由于PSMA在前列腺癌细胞中的高度富集,特异性识别PSMA的抗体、适体和小分子配体被竞相研究开发。其中,由于合成的简单性以及较高的蛋白结合亲和力,PSMA的小分子配体的研究一直备受关注。作为一种PSMA的小分子配体,赖氨酸和谷氨酸通过脲基连接而形成的二肽(KUE)已被成功地用于前列腺癌的成像及靶向治疗中。另外,RNA干扰(RNAi)是一种使用siRNA等治疗性寡核苷酸治疗包括癌症在内的各种疾病的新型技术。受到美国食品药品监督管理局(FDA)对Patisiran和Givosiran的批准的鼓舞,RNAi在治疗前列腺癌上也备受瞩目。而且,Givosiran的获批使得配体与siRNA的直接连接形成的缀合物成为靶向治疗肿瘤的一种简单、有效的新途径。但是,如何将治疗性siRNA有效地递送到前列腺癌组织/细胞中继而实现癌症的治疗仍然是一个巨大的挑战。此外,如何突破Givosiran所采用的固相合成法的局限(比如灵活性较差、操作繁琐、合成效率不理想、适用范围窄等)也是RNAi疗法急需解决的关键问题。
发明内容
本发明的目的是为了克服现有技术存在的制备核酸缀合物灵活性差、操作繁琐、生产规模小等技术问题,提供一种缀合物及其制备方法,该缀合物兼具靶向性高与活性高的双重特点。并且,本发明提供的方法具有快速、高效、简便、适用范围广的优势。此外,本发明还提供本发明制备的核酸缀合物在制备用于治疗前列腺癌、结肠癌、胰腺癌、乳腺癌、肾脏疾病和神经系统相关疾病中任意一种疾病的药物中的应用,特别是用于治疗前列腺癌的药物中的应用。
为了实现上述目的,本发明第一方面提供一种缀合物,该缀合物由叠氮修饰的靶向配体与炔丙基修饰的小核酸序列共价连接而成。
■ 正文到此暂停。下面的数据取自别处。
//! `stockledger-core`: domain foundation building blocks.
//!
//! This crate contains **pure domain** primitives (no infrastructure concerns).

pub mod aggregate;
pub mod error;
pub mod id;

pub use aggregate::{Aggregate, AggregateRoot, ExpectedVersion};
pub use error::{DomainError, DomainResult};
pub use id::{ActorId, AggregateId};
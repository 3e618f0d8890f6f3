//! Sales domain module: quote documents ("proformas"), the reservation action
//! each of their status transitions implies, and per-line reservation
//! bookkeeping.
//!
//! Pure domain logic; the stock side effects are carried out by the infra
//! crate's reservation state machine.

pub mod events;
pub mod quote;
pub mod reservation;

pub use events::{QuoteCreated, QuoteDeleted, QuoteStatusChanged};
pub use quote::{
    QuoteDocument, QuoteId, QuoteLine, QuoteSource, QuoteStatus, ReservationAction,
    action_on_created, action_on_transition,
};
pub use reservation::{QuoteReservation, ReservationPolicy, ReservationStatus};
本发明第二方面提供一种制备前述缀合物的方法,该方法包括:在一价铜催化剂的存在下,使叠氮修饰的靶向配体与炔丙基修饰的小核酸序列进行接触。
本发明第三方面提供一种前述缀合物或前述方法制备的缀合物在制备用于治疗表达PSMA的组织出现异常导致的相关疾病的药物中的应用,所述疾病优选发生在腺体组织、结肠、肾脏和神经系统中;其中,所述腺体组织选自前列腺、胰腺、乳腺和胸腺中的一种。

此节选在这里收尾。